The switch from ABSCBN S+A to TV5/Cignal/One Sports was one born out of circumstance, but so far, judging by social media postings and the buzz around opening weekend, it seems like the coverage will still be quite robust. Different, but still robust.
Gone is the courtside reporter label, and it’s now the erstwhile-CSRs will be called correspondents. I like the change. It gives the correspondents a lot more leeway when it comes to the stories they’ll cover. So many interesting possibilities there.
I also like the roster of anchors and analysts. There are a lot of new faces, most of whom are youthful and should appeal to an ever-young fanbase. The analysts are also composed almost exclusively of former UAAP players, and there are more than ever before, which makes sense given the change in in-game scheduling this season. Trust me, it’s not easy doing back-to-back-to-back games in one weekend — it’s hella fun, but it ain’t easy. Now, with so many analysts, it’ll be easier to spread them out across the different schedules, and it gives a plethora of perspectives. My go-to would have to be Bacon Austria, though, a fellow coach of mine for the Blue Eaglets.
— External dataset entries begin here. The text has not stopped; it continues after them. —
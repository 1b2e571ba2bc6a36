//! Insert-only maps keyed by arena indices.
//!
//! The analysis records facts (security labels, origins, node values) that must never change
//! once established. [`WriteOnceMap`] accepts a second write only if it carries the same value.

use std::fmt::Debug;

use crate::bitset::ArenaIndex;
use crate::error::{invariant_error, Result};

#[derive(Debug, Clone)]
pub struct WriteOnceMap<K, V> {
    name: &'static str,
    slots: Vec<Option<V>>,
    len: usize,
    _key: std::marker::PhantomData<K>,
}

impl<K, V> WriteOnceMap<K, V> {
    /// Creates an empty map. `name` identifies the map in error messages.
    pub fn new(name: &'static str) -> Self {
        Self {
            name,
            slots: Vec::new(),
            len: 0,
            _key: std::marker::PhantomData,
        }
    }

    pub fn len(&self) -> usize {
        self.len
    }

    pub fn is_empty(&self) -> bool {
        self.len == 0
    }
}

impl<K, V> WriteOnceMap<K, V>
where
    K: ArenaIndex + Debug,
    V: PartialEq + Debug,
{
    pub fn get(&self, key: K) -> Option<&V> {
        self.slots.get(key.index()).and_then(|slot| slot.as_ref())
    }

    pub fn contains_key(&self, key: K) -> bool {
        self.get(key).is_some()
    }

    /// Records `value` for `key`.
    ///
    /// Writing the value already stored is a no-op; writing a different one is an invariant
    /// violation and leaves the map unchanged.
    pub fn insert(&mut self, key: K, value: V) -> Result<()> {
        let index = key.index();
        if index >= self.slots.len() {
            self.slots.resize_with(index + 1, || None);
        }
        match &self.slots[index] {
            Some(existing) if *existing == value => Ok(()),
            Some(existing) => Err(invariant_error!(
                "{}: {:?} is already mapped to {:?}, cannot remap it to {:?}",
                self.name,
                key,
                existing,
                value
            )),
            None => {
                self.slots[index] = Some(value);
                self.len += 1;
                Ok(())
            }
        }
    }

    pub fn iter(&self) -> impl Iterator<Item = (K, &V)> {
        self.slots
            .iter()
            .enumerate()
            .filter_map(|(i, slot)| slot.as_ref().map(|v| (K::from_index(i), v)))
    }
}

#[cfg(test)]
mod tests {
    use super::*;
    use crate::bit::Bit;

    use test_log::test;

    #[test]
    fn test_same_value_is_idempotent() {
        let mut map: WriteOnceMap<Bit, u32> = WriteOnceMap::new("test");
        map.insert(Bit::from_index(3), 7).unwrap();
        map.insert(Bit::from_index(3), 7).unwrap();
        assert_eq!(map.len(), 1);
        assert_eq!(map.get(Bit::from_index(3)), Some(&7));
        assert_eq!(map.get(Bit::from_index(4)), None);
    }

    #[test]
    fn test_conflicting_value_fails() {
        let mut map: WriteOnceMap<Bit, u32> = WriteOnceMap::new("test");
        map.insert(Bit::from_index(1), 7).unwrap();
        let err = map.insert(Bit::from_index(1), 8).unwrap_err();
        assert!(err.to_string().contains("already mapped"));
        assert_eq!(map.get(Bit::from_index(1)), Some(&7));
    }
}
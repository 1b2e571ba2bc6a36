//! Method invocation handlers.
//!
//! The interpreter delegates every call expression to a [`MethodInvocationHandler`]. Three
//! strategies are provided:
//!
//! - [`BasicHandler`]: a fully unknown result depending on every non-constant argument bit;
//! - [`CallStringHandler`]: inlines callee bodies up to a recursion bound per method;
//! - [`SummaryHandler`]: precomputes a [`BitGraph`] summary per method and instantiates it at
//!   every call site.
//!
//! Handlers are built from a textual [`HandlerConfig`] through a [`HandlerRegistry`].

mod bit_graph;
mod call_string;
mod config;
mod summary;

use std::collections::BTreeMap;
use std::fmt;

use log::{debug, info};

pub use self::bit_graph::{BitGraph, ParamBit, Reduction, SummaryNode};
pub use self::call_string::CallStringHandler;
pub use self::config::HandlerConfig;
pub use self::summary::{Mode, SummaryHandler};

use crate::ast::{MethodId, NodeId, Program};
use crate::context::Context;
use crate::error::Result;
use crate::operator::unknown_over;
use crate::value::Value;

pub trait MethodInvocationHandler {
    fn name(&self) -> &'static str;

    /// Prepares the handler for a run over `program`.
    fn setup(&mut self, _ctx: &mut Context, _program: &Program) -> Result<()> {
        Ok(())
    }

    /// Computes the value of the call expression `call` invoking `method` with `args`.
    fn analyze(
        &mut self,
        ctx: &mut Context,
        program: &Program,
        call: NodeId,
        method: MethodId,
        args: &[Value],
    ) -> Result<Value>;
}

impl fmt::Debug for dyn MethodInvocationHandler {
    fn fmt(&self, f: &mut fmt::Formatter<'_>) -> fmt::Result {
        write!(f, "MethodInvocationHandler({})", self.name())
    }
}

/// Fully unknown result of the widest argument's width, depending on every non-constant
/// argument bit.
#[derive(Debug, Default, Copy, Clone)]
pub struct BasicHandler;

impl MethodInvocationHandler for BasicHandler {
    fn name(&self) -> &'static str {
        "basic"
    }

    fn analyze(
        &mut self,
        ctx: &mut Context,
        program: &Program,
        call: NodeId,
        method: MethodId,
        args: &[Value],
    ) -> Result<Value> {
        let width = args.iter().map(Value::width).max().unwrap_or_else(|| ctx.bit_width());
        debug!("basic result for call #{} of {}", call, program.method(method).name);
        unknown_over(ctx, width, args)
    }
}

pub type HandlerFactory = fn(&HandlerConfig, &HandlerRegistry) -> Result<Box<dyn MethodInvocationHandler>>;

/// Maps handler names to constructors.
#[derive(Clone)]
pub struct HandlerRegistry {
    factories: BTreeMap<&'static str, HandlerFactory>,
}

impl Default for HandlerRegistry {
    /// Registry with the `basic`, `call_string` and `summary` handlers.
    fn default() -> Self {
        let mut registry = Self::empty();
        registry.register("basic", |config, _| {
            config.check_keys(&[])?;
            Ok(Box::new(BasicHandler))
        });
        registry.register("call_string", |config, registry| {
            Ok(Box::new(CallStringHandler::from_config(config, registry)?))
        });
        registry.register("summary", |config, registry| {
            Ok(Box::new(SummaryHandler::from_config(config, registry)?))
        });
        registry
    }
}

impl HandlerRegistry {
    pub fn empty() -> Self {
        Self {
            factories: BTreeMap::new(),
        }
    }

    pub fn register(&mut self, name: &'static str, factory: HandlerFactory) {
        self.factories.insert(name, factory);
    }

    pub fn names(&self) -> impl Iterator<Item = &'static str> + '_ {
        self.factories.keys().copied()
    }

    pub fn build(&self, config: &HandlerConfig) -> Result<Box<dyn MethodInvocationHandler>> {
        let name = config.handler()?;
        let factory = self.factories.get(name).ok_or_else(|| {
            let names: Vec<&str> = self.names().collect();
            config.error(format!("unknown handler {:?}, valid handlers are: {}", name, names.join(", ")))
        })?;
        let handler = factory(config, self)?;
        info!("using handler {}", config);
        Ok(handler)
    }

    /// Parses `config` and builds the handler it describes.
    pub fn parse(&self, config: &str) -> Result<Box<dyn MethodInvocationHandler>> {
        self.build(&HandlerConfig::parse(config)?)
    }
}

impl fmt::Debug for HandlerRegistry {
    fn fmt(&self, f: &mut fmt::Formatter<'_>) -> fmt::Result {
        f.debug_set().entries(self.factories.keys()).finish()
    }
}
I remember him telling me a few years ago that he wanted to try being an on-cam analyst, and I’m so excited he’ll finally get his chance.
As for the anchors, I’m super excited for all the young ‘uns, especially the former CSRs, Bea Daez-Fabros, and fellow writer Yoyo Sarmenta (who has anchored games for the ABL before if correctly recall). Having Jude “Kaboom” Turcuato back is AWESOME, too. He was one of my casting idols, and it’s exciting to hear him again in the UAAP. Of course, the legends of the game are there as well — Boom, Mico, Nikko — and I’m looking forward to the kind of storytelling they’ll bring to the coverage!
Who will make the Final Four?
Ateneo, UP, DLSU, FEU — not necessarily in that order… or maybe in that order. Let’s see!
I’m sure there are more questions out there, and we’ll see what the answers are gonna be when the UAAP S84 games finally open!